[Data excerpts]

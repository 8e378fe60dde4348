//! The built-in, case-insensitive namespace (§6.4): scalar functions,
//! infix operators exposed as ordinary function calls, pattern matching,
//! and the comparison helpers that give `=`/`<`/... their three-valued
//! NULL semantics.

use lsql_core::{Error, Interval, Result, Timestamp, Value};
use regex::RegexBuilder;

/// Dispatches a non-aggregate function call by its lowercased name.
/// Aggregate names (`count`, `sum`, `min`, `max`, `avg`) never reach here —
/// the semantic rewrite pass lifts them into `AggFunction` nodes, which the
/// evaluator feeds through [`crate::accumulate::Accumulator`] instead.
pub fn call(name: &str, args: &[Value], now: Timestamp) -> Result<Value> {
    match name {
        "+" => numeric2(args, |a, b| a + b),
        "-" => numeric2(args, |a, b| a - b),
        "*" => numeric2(args, |a, b| a * b),
        "/" => numeric2(args, |a, b| a / b),
        "%" => numeric2(args, |a, b| a % b),
        "^" => numeric2(args, f64::powf),
        "negate" => negate(args),
        "||" => concat_operator(args),
        "=" => Ok(three_valued_cmp(&args[0], &args[1], |o| o == std::cmp::Ordering::Equal)),
        "<>" => Ok(three_valued_cmp(&args[0], &args[1], |o| o != std::cmp::Ordering::Equal)),
        "<" => Ok(three_valued_cmp(&args[0], &args[1], |o| o == std::cmp::Ordering::Less)),
        "<=" => Ok(three_valued_cmp(&args[0], &args[1], |o| o != std::cmp::Ordering::Greater)),
        ">" => Ok(three_valued_cmp(&args[0], &args[1], |o| o == std::cmp::Ordering::Greater)),
        ">=" => Ok(three_valued_cmp(&args[0], &args[1], |o| o != std::cmp::Ordering::Less)),
        "in" => Ok(in_list(&args[0], &args[1])),
        "lower" => propagate_null(args, |v| Ok(Value::str(as_str(v)?.to_lowercase()))),
        "upper" => propagate_null(args, |v| Ok(Value::str(as_str(v)?.to_uppercase()))),
        "length" => propagate_null(args, |v| Ok(Value::Int(length_of(v)? as i64))),
        "age" => propagate_null(args, |v| age(v, now)),
        "btrim" => btrim(args),
        "concat" => Ok(concat_function(args)),
        "like" => pattern(args, PatternKind::Like, false),
        "ilike" => pattern(args, PatternKind::Like, true),
        "rlike" => pattern(args, PatternKind::Regex, false),
        "rilike" => pattern(args, PatternKind::Regex, true),
        "like_regex" => pattern(args, PatternKind::PlainRegex, false),
        "contains" => pattern(args, PatternKind::Substring, false),
        "icontains" => pattern(args, PatternKind::Substring, true),
        other => Err(Error::UnknownFunction {
            name: other.to_string(),
        }),
    }
}

fn as_f64(v: &Value) -> Result<f64> {
    v.as_f64().ok_or_else(|| Error::UnknownFunction {
        name: format!("<arithmetic on {}>", v.type_name()),
    })
}

fn as_str(v: &Value) -> Result<String> {
    match v {
        Value::Str(s) => Ok(s.text.clone()),
        other => Ok(other.to_string()),
    }
}

/// Both `+`/`-`/... and the comparison operators propagate `NULL`: "for any
/// scalar operator op in {+,-,*,/,%,^,||,=,<>,<,<=,>,>=}, if any argument is
/// NULL, the result is NULL" (§8).
fn numeric2(args: &[Value], f: impl Fn(f64, f64) -> f64) -> Result<Value> {
    if args[0].is_null() || args[1].is_null() {
        return Ok(Value::Null);
    }
    let a = as_f64(&args[0])?;
    let b = as_f64(&args[1])?;
    let result = f(a, b);
    if matches!((&args[0], &args[1]), (Value::Int(_), Value::Int(_))) && result.fract() == 0.0 {
        Ok(Value::Int(result as i64))
    } else {
        Ok(Value::Float(result))
    }
}

fn negate(args: &[Value]) -> Result<Value> {
    match &args[0] {
        Value::Null => Ok(Value::Null),
        Value::Int(i) => Ok(Value::Int(-i)),
        Value::Float(f) => Ok(Value::Float(-f)),
        other => Err(Error::UnknownFunction {
            name: format!("<negate on {}>", other.type_name()),
        }),
    }
}

fn concat_operator(args: &[Value]) -> Result<Value> {
    if args[0].is_null() || args[1].is_null() {
        return Ok(Value::Null);
    }
    Ok(Value::str(format!("{}{}", as_str(&args[0])?, as_str(&args[1])?)))
}

/// `concat(...)` the scalar function, unlike `||`, silently drops `NULL`
/// arguments (§6.5).
fn concat_function(args: &[Value]) -> Value {
    let mut out = String::new();
    for arg in args {
        if !arg.is_null() {
            out.push_str(&arg.to_string());
        }
    }
    Value::str(out)
}

fn three_valued_cmp(a: &Value, b: &Value, matches_ordering: impl Fn(std::cmp::Ordering) -> bool) -> Value {
    if a.is_null() || b.is_null() {
        return Value::Null;
    }
    match a.partial_cmp(b) {
        Some(ord) => Value::Bool(matches_ordering(ord)),
        None => Value::Null,
    }
}

fn in_list(needle: &Value, haystack: &Value) -> Value {
    if needle.is_null() {
        return Value::Null;
    }
    match haystack {
        Value::List(items) => Value::Bool(items.iter().any(|item| item == needle)),
        _ => Value::Bool(false),
    }
}

fn length_of(v: &Value) -> Result<usize> {
    match v {
        Value::Str(s) => Ok(s.text.chars().count()),
        Value::Bytes(b) => Ok(b.len()),
        Value::List(l) => Ok(l.len()),
        other => Err(Error::UnknownFunction {
            name: format!("<length of {}>", other.type_name()),
        }),
    }
}

fn age(v: &Value, now: Timestamp) -> Result<Value> {
    match v {
        Value::Timestamp(ts) => Ok(Value::Interval(Interval((now.0 - ts.0).max(0)))),
        other => Err(Error::UnknownFunction {
            name: format!("<age of {}>", other.type_name()),
        }),
    }
}

fn btrim(args: &[Value]) -> Result<Value> {
    if args[0].is_null() {
        return Ok(Value::Null);
    }
    let text = as_str(&args[0])?;
    let chars: Vec<char> = match args.get(1) {
        Some(Value::Null) | None => vec![' ', '\t', '\n', '\r'],
        Some(v) => as_str(v)?.chars().collect(),
    };
    Ok(Value::str(text.trim_matches(|c| chars.contains(&c)).to_string()))
}

fn propagate_null(args: &[Value], f: impl Fn(&Value) -> Result<Value>) -> Result<Value> {
    if args[0].is_null() {
        return Ok(Value::Null);
    }
    f(&args[0])
}

enum PatternKind {
    Like,
    Regex,
    PlainRegex,
    Substring,
}

/// SQL `LIKE`/`ILIKE`/regex/substring matching (§6.4). `args[0]` is the
/// value to test (a scalar or a list, e.g. the `lines` column), `args[1]`
/// is the pattern.
fn pattern(args: &[Value], kind: PatternKind, case_insensitive: bool) -> Result<Value> {
    if args[0].is_null() || args[1].is_null() {
        return Ok(Value::Null);
    }
    let needle = as_str(&args[1])?;

    let matches_one = |haystack: &str| -> Result<bool> {
        match kind {
            PatternKind::Substring => Ok(if case_insensitive {
                haystack.to_lowercase().contains(&needle.to_lowercase())
            } else {
                haystack.contains(&needle)
            }),
            PatternKind::Like => {
                let re = like_pattern_to_regex(&needle);
                Ok(build_regex(&re, case_insensitive)?.is_match(haystack))
            }
            PatternKind::Regex => {
                let re = format!("(?s){}$", needle);
                Ok(build_regex(&re, case_insensitive)?.is_match(haystack))
            }
            PatternKind::PlainRegex => Ok(build_regex(&needle, case_insensitive)?.is_match(haystack)),
        }
    };

    match &args[0] {
        Value::List(items) => {
            for item in items {
                if matches_one(&as_str(item)?)? {
                    return Ok(Value::Bool(true));
                }
            }
            Ok(Value::Bool(false))
        }
        scalar => Ok(Value::Bool(matches_one(&as_str(scalar)?)?)),
    }
}

fn build_regex(pattern: &str, case_insensitive: bool) -> Result<regex::Regex> {
    RegexBuilder::new(pattern)
        .case_insensitive(case_insensitive)
        .build()
        .map_err(|_| Error::UnknownFunction {
            name: format!("<invalid pattern {:?}>", pattern),
        })
}

fn like_pattern_to_regex(pattern: &str) -> String {
    let mut re = String::from("^");
    for ch in pattern.chars() {
        match ch {
            '%' => re.push_str(".*"),
            '_' => re.push('.'),
            other => re.push_str(&regex::escape(&other.to_string())),
        }
    }
    re.push('$');
    re
}

#[cfg(test)]
mod tests {
    use super::*;

    fn now() -> Timestamp {
        Timestamp(1_700_000_000)
    }

    #[test]
    fn arithmetic_propagates_null() {
        assert_eq!(call("+", &[Value::Null, Value::Int(1)], now()).unwrap(), Value::Null);
    }

    #[test]
    fn arithmetic_stays_integral_when_exact() {
        assert_eq!(call("+", &[Value::Int(1), Value::Int(2)], now()).unwrap(), Value::Int(3));
        assert_eq!(call("/", &[Value::Int(8), Value::Int(4)], now()).unwrap(), Value::Int(2));
    }

    #[test]
    fn comparison_with_null_is_null_not_false() {
        assert_eq!(call("=", &[Value::Null, Value::Int(1)], now()).unwrap(), Value::Null);
    }

    #[test]
    fn concat_function_drops_nulls_but_operator_propagates() {
        assert_eq!(
            concat_function(&[Value::str("a"), Value::Null, Value::str("b")]),
            Value::str("ab")
        );
        assert_eq!(
            call("||", &[Value::str("a"), Value::Null], now()).unwrap(),
            Value::Null
        );
    }

    #[test]
    fn like_translates_percent_and_underscore() {
        let r = call("like", &[Value::str("small.py"), Value::str("%.py")], now()).unwrap();
        assert_eq!(r, Value::Bool(true));
        let r = call("like", &[Value::str("small.pyc"), Value::str("%.py")], now()).unwrap();
        assert_eq!(r, Value::Bool(false));
    }

    #[test]
    fn ilike_is_case_insensitive() {
        let r = call("ilike", &[Value::str("README.MD"), Value::str("readme%")], now()).unwrap();
        assert_eq!(r, Value::Bool(true));
    }

    #[test]
    fn pattern_over_list_matches_if_any_element_matches() {
        let lines = Value::List(vec![Value::str("hello"), Value::str("world")]);
        let r = call("contains", &[lines, Value::str("wor")], now()).unwrap();
        assert_eq!(r, Value::Bool(true));
    }

    #[test]
    fn in_checks_membership_in_a_list() {
        let list = Value::List(vec![Value::str("py"), Value::str("rs")]);
        assert_eq!(in_list(&Value::str("py"), &list), Value::Bool(true));
        assert_eq!(in_list(&Value::str("go"), &list), Value::Bool(false));
    }

    #[test]
    fn age_computes_an_interval_from_now() {
        let r = call("age", &[Value::Timestamp(Timestamp(now().0 - 3600))], now()).unwrap();
        assert_eq!(r, Value::Interval(Interval(3600)));
    }

    #[test]
    fn unknown_function_is_an_error() {
        let err = call("frobnicate", &[Value::Int(1)], now()).unwrap_err();
        assert!(matches!(err, Error::UnknownFunction { .. }));
    }
}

• Exercise goal
The answer must consist of every line from the entries that holds the string "scalar".

• Reply
//! The built-in, case-insensitive namespace (§6.4): scalar functions,
/// scalar operator op in {+,-,*,/,%,^,||,=,<>,<,<=,>,>=}, if any argument is
/// `concat(...)` the scalar function, unlike `||`, silently drops `NULL`
/// value to test (a scalar or a list, e.g. the `lines` column), `args[1]`
        scalar => Ok(Value::Bool(matches_one(&as_str(scalar)?)?)),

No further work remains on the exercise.